The lonely road to Mars

Russia was supposed to help launch Rosalind Franklin on one of its rockets. While a European-built spacecraft would then take it to Mars, a Russian-built platform would again be needed to land it. Russia was also supposed to provide radioactive heaters to keep the rover’s batteries warm during cold Martian nights.

Now the ESA is considering the options. Since pursuit with Russia in 2024 is highly unlikely, the main possibilities are either ESA going it alone or teaming up with a partner such as NASA. ESA’s new Ariane-6 rocket, which is almost ready, could help launch the rover, as could a SpaceX rocket. For the lander and heaters, ESA should develop them alone or in collaboration with NASA by adapting existing technology.

So it could take some time. Also, due to the way the planets orbit the Sun, there are only Mars launch opportunities every two years: in 2024, 2026, etc. I expect 2028 to be the most likely for our mission, but it will take hard work. The positive thing is that ESA and Member States are still eager to move forward, and we look forward to the launch when it does.

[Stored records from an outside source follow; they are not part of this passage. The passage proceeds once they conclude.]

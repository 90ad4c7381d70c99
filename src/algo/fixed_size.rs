/*!
# Brute-force searches over fixed-size selections

- [`FourVertexPath`]: the cheapest route visiting four distinct nodes one after another, where
  consecutive nodes are joined by their shortest connecting path.
- [`SpanningTreeEnumeration`]: every spanning tree of a small undirected graph, found by testing
  all `(n-1)`-edge subsets.

Both are combinatorial in the input size. Before doing any work they compute the number of
candidates they would test and refuse with `InvalidParameter` if it exceeds the configured
limit.
*/

use super::{traversal::require_weakly_connected, *};
use crate::{
    config::EnumerationConfig,
    utils::combinatorics::{arrangements_capped, binomial_capped, combinations, permutations},
};

/// Number of waypoints visited by [`FourVertexPath`]
pub const WAYPOINTS: usize = 4;

/// Which visiting orders of a chosen set of four nodes are considered
#[derive(Debug, Clone, Copy, PartialEq, Eq, Default, Serialize, serde::Deserialize)]
#[serde(rename_all = "kebab-case")]
pub enum WaypointOrder {
    /// Any order of the four nodes
    #[default]
    Free,
    /// Only the order in which the nodes appear in the graph
    AsListed,
}

#[derive(Debug, Clone, PartialEq, Serialize)]
pub struct WaypointPath {
    /// The four chosen nodes in visiting order
    pub waypoints: Vec<String>,
    /// All nodes along the route, including intermediate ones
    pub path: Vec<String>,
    /// Edge ids along `path`; the lightest of parallel edges is used
    pub edges: Vec<String>,
    pub total_weight: Weight,
}
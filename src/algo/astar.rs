/*!
# A* search

Point-to-point shortest path guided by the straight-line distance between node positions. Every
node must carry a position; a graph that is only partially laid out is rejected up front instead
of silently treating the missing heuristic as `0`.

```
use wgraphs::{prelude::*, algo::*};

let mut graph = Graph::undirected();
graph.add_node_at("A", 0.0, 0.0).unwrap();
graph.add_node_at("B", 1.0, 0.0).unwrap();
graph.add_node_at("C", 2.0, 0.0).unwrap();
graph.add_edge("A", "B", 1.0).unwrap();
graph.add_edge("B", "C", 1.0).unwrap();

let result = AStar::new().heuristic(Heuristic::Manhattan).run(&graph, "A", "C").unwrap();
assert_eq!(result.path, vec!["A", "B", "C"]);
assert_eq!(result.distance, 2.0);
```
*/

use std::collections::BinaryHeap;

use super::{
    shortest_path::{reject_negative_weights, same_distance, trace_back},
    *,
};

/// Distance estimate between a node and the target
#[derive(Debug, Clone, Copy, PartialEq, Eq, Default, Serialize, serde::Deserialize)]
#[serde(rename_all = "lowercase")]
pub enum Heuristic {
    #[default]
    Euclidean,
    Manhattan,
}

impl Heuristic {
    pub fn estimate(&self, from: &Point, to: &Point) -> f64 {
        match self {
            Heuristic::Euclidean => from.euclidean(to),
            Heuristic::Manhattan => from.manhattan(to),
        }
    }
}

/// Configurable A* search
#[derive(Debug, Clone, Copy, Default)]
pub struct AStar {
    heuristic: Heuristic,
}

impl AStar {
    /// A* with the euclidean heuristic
    pub fn new() -> Self {
        Self::default()
    }

    pub fn heuristic(mut self, heuristic: Heuristic) -> Self {
        self.heuristic = heuristic;
        self
    }

    /// Searches a shortest path from `source` to `target`.
    ///
    /// The open node with the smallest `f = g + h` is expanded next; of equal `f` the one queued
    /// first wins. Expanded nodes are never reopened.
    #[tracing::instrument(skip(self, graph), fields(nodes = graph.number_of_nodes(), heuristic = ?self.heuristic))]
    pub fn run(&self, graph: &Graph, source: &str, target: &str) -> Result<ShortestPath> {
        graph.require_nodes()?;
        let s = graph.node(source)?;
        let t = graph.node(target)?;
        reject_negative_weights(graph, "A*")?;

        let positions = positions_of(graph)?;
        let goal = positions[t as usize];
        let h = |u: Node| self.heuristic.estimate(&positions[u as usize], &goal);

        let adj = Adjacency::of(graph);
        let n = graph.len();
        let mut g_score = vec![Weight::INFINITY; n];
        let mut came_from: Vec<Option<(Node, NumEdges)>> = vec![None; n];
        let mut closed = NodeBitSet::new(graph.number_of_nodes());

        // key is (queue sequence, node); the sequence realizes first-seen tie breaking
        let mut open = BinaryHeap::new();
        let mut sequence: u64 = 0;
        let mut explored = 0;

        g_score[s as usize] = 0.0;
        open.push(MinScored::new(h(s), (sequence, s)));

        while let Some(MinScored { key: (_, u), .. }) = open.pop() {
            if closed.set_bit(u) {
                continue;
            }
            if u == t {
                break;
            }
            explored += 1;

            for arc in adj.arcs_of(u) {
                let v = arc.target;
                if closed.get_bit(v) {
                    continue;
                }

                let tentative = g_score[u as usize] + graph.edge(arc.edge).weight_or(DEFAULT_PATH_WEIGHT);
                if tentative < g_score[v as usize] {
                    g_score[v as usize] = tentative;
                    came_from[v as usize] = Some((u, arc.edge));
                    sequence += 1;
                    open.push(MinScored::new(tentative + h(v), (sequence, v)));
                }
            }
        }

        if !closed.get_bit(t) {
            return Err(GraphError::no_path(source, target));
        }

        let (nodes, edges) = trace_back(&came_from, t);

        tracing::debug!(distance = g_score[t as usize], explored, "a* finished");

        Ok(ShortestPath {
            source: source.to_string(),
            target: target.to_string(),
            path: graph.node_ids(nodes),
            edges: graph.edge_ids(edges),
            distance: g_score[t as usize],
            nodes_explored: explored,
        })
    }
}

fn positions_of(graph: &Graph) -> Result<Vec<Point>> {
    graph
        .vertices()
        .map(|u| {
            graph.position(u).ok_or_else(|| {
                GraphError::invalid_parameter(
                    "position",
                    format!("A* needs a position for every node, {} has none", graph.node_id(u)),
                )
            })
        })
        .collect()
}

/// Shorthand for `AStar::new().heuristic(heuristic).run(..)`
pub fn astar(graph: &Graph, source: &str, target: &str, heuristic: Heuristic) -> Result<ShortestPath> {
    AStar::new().heuristic(heuristic).run(graph, source, target)
}

/// A* and Dijkstra run on the same query
#[derive(Debug, Clone, PartialEq, Serialize)]
pub struct SearchComparison {
    pub astar: ShortestPath,
    pub dijkstra: ShortestPath,
    /// Whether both found a path of the same length
    pub same_distance: bool,
}

impl SearchComparison {
    /// Number of expansions A* saved compared to Dijkstra (negative if it needed more)
    pub fn explored_saving(&self) -> i64 {
        self.dijkstra.nodes_explored as i64 - self.astar.nodes_explored as i64
    }
}

/// Runs A* and Dijkstra between the same pair of nodes
pub fn compare_astar_dijkstra(
    graph: &Graph,
    source: &str,
    target: &str,
    heuristic: Heuristic,
) -> Result<SearchComparison> {
    let astar = astar(graph, source, target, heuristic)?;
    let dijkstra = dijkstra(graph, source, target)?;

    Ok(SearchComparison {
        same_distance: same_distance(astar.distance, dijkstra.distance),
        astar,
        dijkstra,
    })
}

Finally, life changed for Rosalind Franklin’s team on February 24. I’ve been working on the mission since 2003, when we first proposed a camera system for what became ExoMars. We had already provided the “stereo camera system” for ESA’s ill-fated Beagle 2, which nearly worked when it landed on Christmas Day 2003. But orbiter footage showed later than the last solar panel hadn’t fully deployed, so communications with Earth were impossible. The wait for Martian surface data for our team continues.

There is no escaping the huge disappointment we felt when the ExoMars Rosalind Franklin rover we had been working on for nearly 20 years was suspended. But it was ultimately a necessary and understandable step, and we now look forward to a future launch.

It’s still cutting edge science, and it will be for the rest of this decade. Due to the particularly deep drilling, Rosalind Franklin could yet be the first mission to find signs of life in space.